Use of Atypical Neuroleptics in Child and Adolescent Psychiatry

Paz Toren, Nathaniel Laor, and Abraham Weizman

Published: December 15, 1998

Article Abstract

Background: This article reviews the published clinical experience with atypical neuroleptics in children and adolescents.

Method: A computerized literature search was conducted (MEDLINE, 1974Ð1998) to retrieve all reports on the use of atypical neuroleptics in children and adolescents. A hand search was performed as well. All relevant clinical data were collated by type of drug.

Results: We found 5 blind placebo-controlled clinical trials (105 patients), 24 open-label clinical trials (387 patients), and 33 case series (115 patients) describing the use of the atypical neuroleptics clozapine, risperidone, olanzapine, sulpiride, tiapride, amisulpride, remoxipride, and clothiapine in children and adolescents. Some of these agents, especially clozapine, risperidone, and olanzapine, were found to be efficacious in the treatment of schizophrenia, bipolar disorders, and pervasive developmental disorders. The role of atypical neuroleptics as augmenters of serotonin reuptake inhibitors in obsessive-compulsive disorder is unclear. Risperidone appears to possess anti-tic properties in patients with Tourette’s disorder.

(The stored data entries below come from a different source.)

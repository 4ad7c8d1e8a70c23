//! Standard chess rules oracle backed by shakmaty.

use crate::ChessError;
use shakmaty::fen::Fen;
use shakmaty::uci::Uci;
use shakmaty::{CastlingMode, Chess, EnPassantMode, Move, Position};
use strictly_umpire::{MoveToken, OracleError, RulesOracle, TerminalFacts};
use tracing::{debug, instrument};

/// Plies without capture or pawn move after which the game is drawn
/// (the 75-move rule).
pub const DEFAULT_MOVE_LIMIT_PLIES: u32 = 150;

/// Parses a FEN string into a playable position.
#[instrument]
pub fn position_from_fen(fen: &str) -> Result<Chess, ChessError> {
    let setup: Fen = fen.trim().parse()?;
    let position: Chess = setup.into_position(CastlingMode::Standard)?;
    Ok(position)
}

/// Serializes a position as FEN.
pub fn position_to_fen(position: &Chess) -> String {
    Fen::from_position(position.clone(), EnPassantMode::Legal).to_string()
}

/// Rules oracle for standard chess with UCI move tokens.
#[derive(Debug, Clone)]
pub struct ChessOracle {
    start: Chess,
    move_limit_plies: u32,
}

impl ChessOracle {
    /// Oracle starting from the standard initial position.
    #[instrument]
    pub fn new() -> Self {
        Self {
            start: Chess::default(),
            move_limit_plies: DEFAULT_MOVE_LIMIT_PLIES,
        }
    }

    /// Oracle starting from a custom position.
    #[instrument]
    pub fn from_fen(fen: &str) -> Result<Self, ChessError> {
        Ok(Self {
            start: position_from_fen(fen)?,
            move_limit_plies: DEFAULT_MOVE_LIMIT_PLIES,
        })
    }

    /// Sets the halfmove-clock value at which the game is drawn.
    pub fn with_move_limit(mut self, plies: u32) -> Self {
        self.move_limit_plies = plies;
        self
    }

    /// Returns the configured move limit in plies.
    pub fn move_limit_plies(&self) -> u32 {
        self.move_limit_plies
    }

    /// Resolves a UCI token into a legal move, if it is one.
    #[instrument(level = "debug", skip(self, state, token), fields(token = %token))]
    pub fn legal_move(&self, state: &Chess, token: &MoveToken) -> Option<Move> {
        let uci: Uci = match token.as_str().parse() {
            Ok(uci) => uci,
            Err(_) => {
                debug!("Token is not UCI");
                return None;
            }
        };
        match uci.to_move(state) {
            Ok(m) => Some(m),
            Err(_) => {
                debug!("UCI move is not legal in this position");
                None
            }
        }
    }
}

impl Default for ChessOracle {
    fn default() -> Self {
        Self::new()
    }
}

impl RulesOracle for ChessOracle {
    type State = Chess;

    fn initial_state(&self) -> Chess {
        self.start.clone()
    }

    fn is_legal(&self, state: &Chess, token: &MoveToken) -> bool {
        self.legal_move(state, token).is_some()
    }

    #[instrument(skip(self, state, token), fields(token = %token))]
    fn apply(&self, state: &Chess, token: &MoveToken) -> Result<Chess, OracleError> {
        let m = self
            .legal_move(state, token)
            .ok_or_else(|| OracleError::InvalidApplication {
                token: token.clone(),
                reason: format!("not a legal move in {}", position_to_fen(state)),
            })?;
        let mut next = state.clone();
        next.play_unchecked(&m);
        Ok(next)
    }

    fn terminal_facts(&self, state: &Chess) -> TerminalFacts {
        TerminalFacts {
            checkmate: state.is_checkmate(),
            stalemate: state.is_stalemate(),
            insufficient_material: state.is_insufficient_material(),
            move_limit: state.halfmoves() >= self.move_limit_plies,
        }
    }

    fn snapshot(&self, state: &Chess) -> String {
        position_to_fen(state)
    }
}
//! Move resolver that asks an LLM to translate text into UCI.

use crate::llm_client::LlmClient;
use async_trait::async_trait;
use shakmaty::{Chess, Color, Position};
use strictly_chess::{looks_like_uci, normalize_token, position_to_fen};
use strictly_umpire::{MoveResolver, MoveToken, ResolveError};
use tracing::{debug, instrument, warn};

const SYSTEM_PROMPT: &str = "You translate a chess player's natural language move \
into UCI notation for the given position. Reply with the move only: four or five \
characters such as e2e4 or e7e8q. No explanation, no punctuation.";

/// Builds the user message sent for one proposal.
pub fn build_user_prompt(text: &str, state: &Chess) -> String {
    let side = match state.turn() {
        Color::White => "White",
        Color::Black => "Black",
    };
    format!(
        "Position (FEN): {}\nSide to move: {}\nPlayer says: {}",
        position_to_fen(state),
        side,
        text.trim()
    )
}

/// Turns a raw model reply into a move token.
///
/// The reply is normalized; anything that is not a UCI board move is
/// rejected. Legality is left to the rules oracle.
pub fn interpret_reply(reply: &str) -> Result<MoveToken, ResolveError> {
    let token = normalize_token(reply.trim().trim_end_matches('.'));
    if looks_like_uci(&token) {
        Ok(MoveToken::new(token))
    } else {
        Err(ResolveError::new(format!(
            "Model reply '{}' is not a UCI move",
            reply.trim()
        )))
    }
}

/// LLM-backed resolver for chess proposals.
#[derive(Debug, Clone)]
pub struct LlmResolver {
    client: LlmClient,
}

impl LlmResolver {
    /// Creates a resolver over the given client.
    pub fn new(client: LlmClient) -> Self {
        Self { client }
    }
}

#[async_trait]
impl MoveResolver<Chess> for LlmResolver {
    #[instrument(skip(self, state), fields(model = %self.client.config().model()))]
    async fn resolve(&self, text: &str, state: &Chess) -> Result<MoveToken, ResolveError> {
        let prompt = build_user_prompt(text, state);
        let reply = self
            .client
            .generate(SYSTEM_PROMPT, &prompt)
            .await
            .map_err(|e| {
                warn!(error = %e, "LLM request failed");
                ResolveError::new(format!("LLM request failed: {}", e.message))
            })?;
        debug!(reply = %reply, "Model replied");
        interpret_reply(&reply)
    }
}

#[cfg(test)]
mod tests {
    use super::*;

    #[test]
    fn test_interpret_reply_normalizes() {
        assert_eq!(interpret_reply(" E2-E4\n").unwrap().as_str(), "e2e4");
        assert_eq!(interpret_reply("e7e8q.").unwrap().as_str(), "e7e8q");
    }

    #[test]
    fn test_interpret_reply_rejects_prose() {
        assert!(interpret_reply("I would play e4").is_err());
        assert!(interpret_reply("").is_err());
        assert!(interpret_reply("0000").is_err());
    }

    #[test]
    fn test_user_prompt_carries_position() {
        let prompt = build_user_prompt("  push the king pawn ", &Chess::default());
        assert!(prompt.contains("rnbqkbnr/pppppppp/8/8/8/8/PPPPPPPP/RNBQKBNR w KQkq - 0 1"));
        assert!(prompt.contains("Side to move: White"));
        assert!(prompt.ends_with("Player says: push the king pawn"));
    }
}
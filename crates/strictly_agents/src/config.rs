//! Umpire configuration loaded from TOML.

use crate::llm_client::{LlmClient, LlmConfig, LlmProvider, MOVE_REPLY_MAX_TOKENS};
use crate::llm_resolver::LlmResolver;
use derive_getters::Getters;
use derive_more::{Display, Error};
use derive_setters::Setters;
use serde::{Deserialize, Serialize};
use shakmaty::Chess;
use std::path::Path;
use std::time::Duration;
use strictly_chess::{ChessError, ChessOracle, DEFAULT_MOVE_LIMIT_PLIES, NotationResolver};
use strictly_umpire::{MoveResolver, Umpire};
use tracing::{debug, info, instrument};

/// Umpire over standard chess with a resolver picked at runtime.
pub type ChessUmpire = Umpire<ChessOracle, Box<dyn MoveResolver<Chess>>>;

/// Which move resolver turns proposals into tokens.
#[derive(
    Debug, Clone, Copy, PartialEq, Eq, Hash, Serialize, Deserialize, strum::Display, strum::EnumString,
)]
#[serde(rename_all = "lowercase")]
#[strum(serialize_all = "lowercase", ascii_case_insensitive)]
pub enum ResolverKind {
    /// Reads UCI or SAN straight out of the text.
    Notation,
    /// Asks an LLM to translate the text.
    Llm,
}

/// Configuration for an umpire session.
#[derive(Debug, Clone, PartialEq, Getters, Setters, Serialize, Deserialize)]
#[setters(prefix = "with_", strip_option)]
pub struct UmpireConfig {
    /// Resolver used for proposals.
    #[serde(default = "default_resolver")]
    resolver: ResolverKind,

    /// LLM provider (openai or anthropic).
    #[serde(default = "default_provider")]
    llm_provider: LlmProvider,

    /// LLM model name (e.g., "gpt-4o-mini", "claude-3-5-haiku-20241022").
    #[serde(default = "default_model")]
    llm_model: String,

    /// Maximum tokens for LLM replies. A UCI move needs very few.
    #[serde(default = "default_max_tokens")]
    llm_max_tokens: u32,

    /// Custom API base for OpenAI-compatible servers.
    #[serde(default)]
    llm_base_url: Option<String>,

    /// Seconds a resolver may take before the proposal is rejected; 0 disables.
    #[serde(default = "default_resolver_timeout_secs")]
    resolver_timeout_secs: u64,

    /// Halfmove-clock value at which the game is drawn.
    #[serde(default = "default_move_limit_plies")]
    move_limit_plies: u32,

    /// Starting position; the standard one when absent.
    #[serde(default)]
    initial_fen: Option<String>,
}

fn default_resolver() -> ResolverKind {
    ResolverKind::Notation
}

fn default_provider() -> LlmProvider {
    LlmProvider::OpenAI
}

fn default_model() -> String {
    "gpt-4o-mini".to_string()
}

fn default_max_tokens() -> u32 {
    MOVE_REPLY_MAX_TOKENS
}

fn default_resolver_timeout_secs() -> u64 {
    30
}

fn default_move_limit_plies() -> u32 {
    DEFAULT_MOVE_LIMIT_PLIES
}

impl Default for UmpireConfig {
    fn default() -> Self {
        Self {
            resolver: default_resolver(),
            llm_provider: default_provider(),
            llm_model: default_model(),
            llm_max_tokens: default_max_tokens(),
            llm_base_url: None,
            resolver_timeout_secs: default_resolver_timeout_secs(),
            move_limit_plies: default_move_limit_plies(),
            initial_fen: None,
        }
    }
}

impl UmpireConfig {
    /// Loads configuration from TOML file.
    #[instrument(skip(path), fields(path = %path.as_ref().display()))]
    pub fn from_file(path: impl AsRef<Path>) -> Result<Self, ConfigError> {
        debug!("Loading config from file");
        let content = std::fs::read_to_string(path.as_ref())
            .map_err(|e| ConfigError::new(format!("Failed to read config file: {}", e)))?;

        let config: Self = toml::from_str(&content)
            .map_err(|e| ConfigError::new(format!("Failed to parse config: {}", e)))?;

        info!(resolver = %config.resolver, "Config loaded successfully");
        Ok(config)
    }

    /// Loads from `path` when given, otherwise returns the defaults.
    pub fn load(path: Option<&Path>) -> Result<Self, ConfigError> {
        match path {
            Some(path) => Self::from_file(path),
            None => {
                debug!("No config file given, using defaults");
                Ok(Self::default())
            }
        }
    }

    /// Resolver deadline, or `None` when disabled.
    pub fn resolver_timeout(&self) -> Option<Duration> {
        (self.resolver_timeout_secs > 0).then(|| Duration::from_secs(self.resolver_timeout_secs))
    }

    /// Creates LLM configuration from this config.
    ///
    /// Requires OPENAI_API_KEY or ANTHROPIC_API_KEY, unless a custom base
    /// URL is set, in which case a missing key is sent as empty.
    #[instrument(skip(self), fields(provider = %self.llm_provider, model = %self.llm_model))]
    pub fn create_llm_config(&self) -> Result<LlmConfig, ConfigError> {
        debug!("Creating LLM config");

        let var = match self.llm_provider {
            LlmProvider::OpenAI => "OPENAI_API_KEY",
            LlmProvider::Anthropic => "ANTHROPIC_API_KEY",
        };
        let api_key = match (std::env::var(var), &self.llm_base_url) {
            (Ok(key), _) => key,
            (Err(_), Some(_)) => String::new(),
            (Err(_), None) => {
                return Err(ConfigError::new(format!(
                    "{} environment variable not set",
                    var
                )));
            }
        };

        let config = LlmConfig::new(
            self.llm_provider,
            api_key,
            self.llm_model.clone(),
            self.llm_max_tokens,
        );
        Ok(match &self.llm_base_url {
            Some(base_url) => config.with_base_url(base_url.clone()),
            None => config,
        })
    }

    /// Builds the chess oracle for the configured start and move limit.
    #[instrument(skip(self))]
    pub fn build_oracle(&self) -> Result<ChessOracle, ConfigError> {
        let oracle = match &self.initial_fen {
            Some(fen) => ChessOracle::from_fen(fen)?,
            None => ChessOracle::new(),
        };
        Ok(oracle.with_move_limit(self.move_limit_plies))
    }

    /// Builds the configured move resolver.
    #[instrument(skip(self), fields(resolver = %self.resolver))]
    pub fn build_resolver(&self) -> Result<Box<dyn MoveResolver<Chess>>, ConfigError> {
        Ok(match self.resolver {
            ResolverKind::Notation => Box::new(NotationResolver::new()),
            ResolverKind::Llm => {
                let client = LlmClient::new(self.create_llm_config()?);
                Box::new(LlmResolver::new(client))
            }
        })
    }

    /// Builds an umpire wired up as configured.
    #[instrument(skip(self))]
    pub fn build_umpire(&self) -> Result<ChessUmpire, ConfigError> {
        let umpire = Umpire::new(self.build_oracle()?, self.build_resolver()?);
        Ok(match self.resolver_timeout() {
            Some(timeout) => umpire.with_resolver_timeout(timeout),
            None => umpire,
        })
    }
}

/// Configuration error.
#[derive(Debug, Clone, Display, Error)]
#[display("Config error: {} at {}:{}", message, file, line)]
pub struct ConfigError {
    /// Error message.
    pub message: String,
    /// Line number where error occurred.
    pub line: u32,
    /// Source file where error occurred.
    pub file: &'static str,
}

impl ConfigError {
    /// Creates a new configuration error.
    #[track_caller]
    #[instrument(skip(message))]
    pub fn new(message: impl Into<String>) -> Self {
        let loc = std::panic::Location::caller();
        Self {
            message: message.into(),
            line: loc.line(),
            file: loc.file(),
        }
    }
}

impl From<ChessError> for ConfigError {
    #[track_caller]
    fn from(err: ChessError) -> Self {
        Self::new(format!("Invalid starting position: {}", err.message))
    }
}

Conclusion: The most convincing evidence of the efficacy of atypical neuroleptics in children and adolescents concerns clozapine in the treatment of schizophrenia. Data on other atypical neuroleptics in other disorders are still sparse, and further research is needed. Some of the atypical neuroleptics may become the first-line treatment for childhood schizophrenia and pervasive developmental disorders.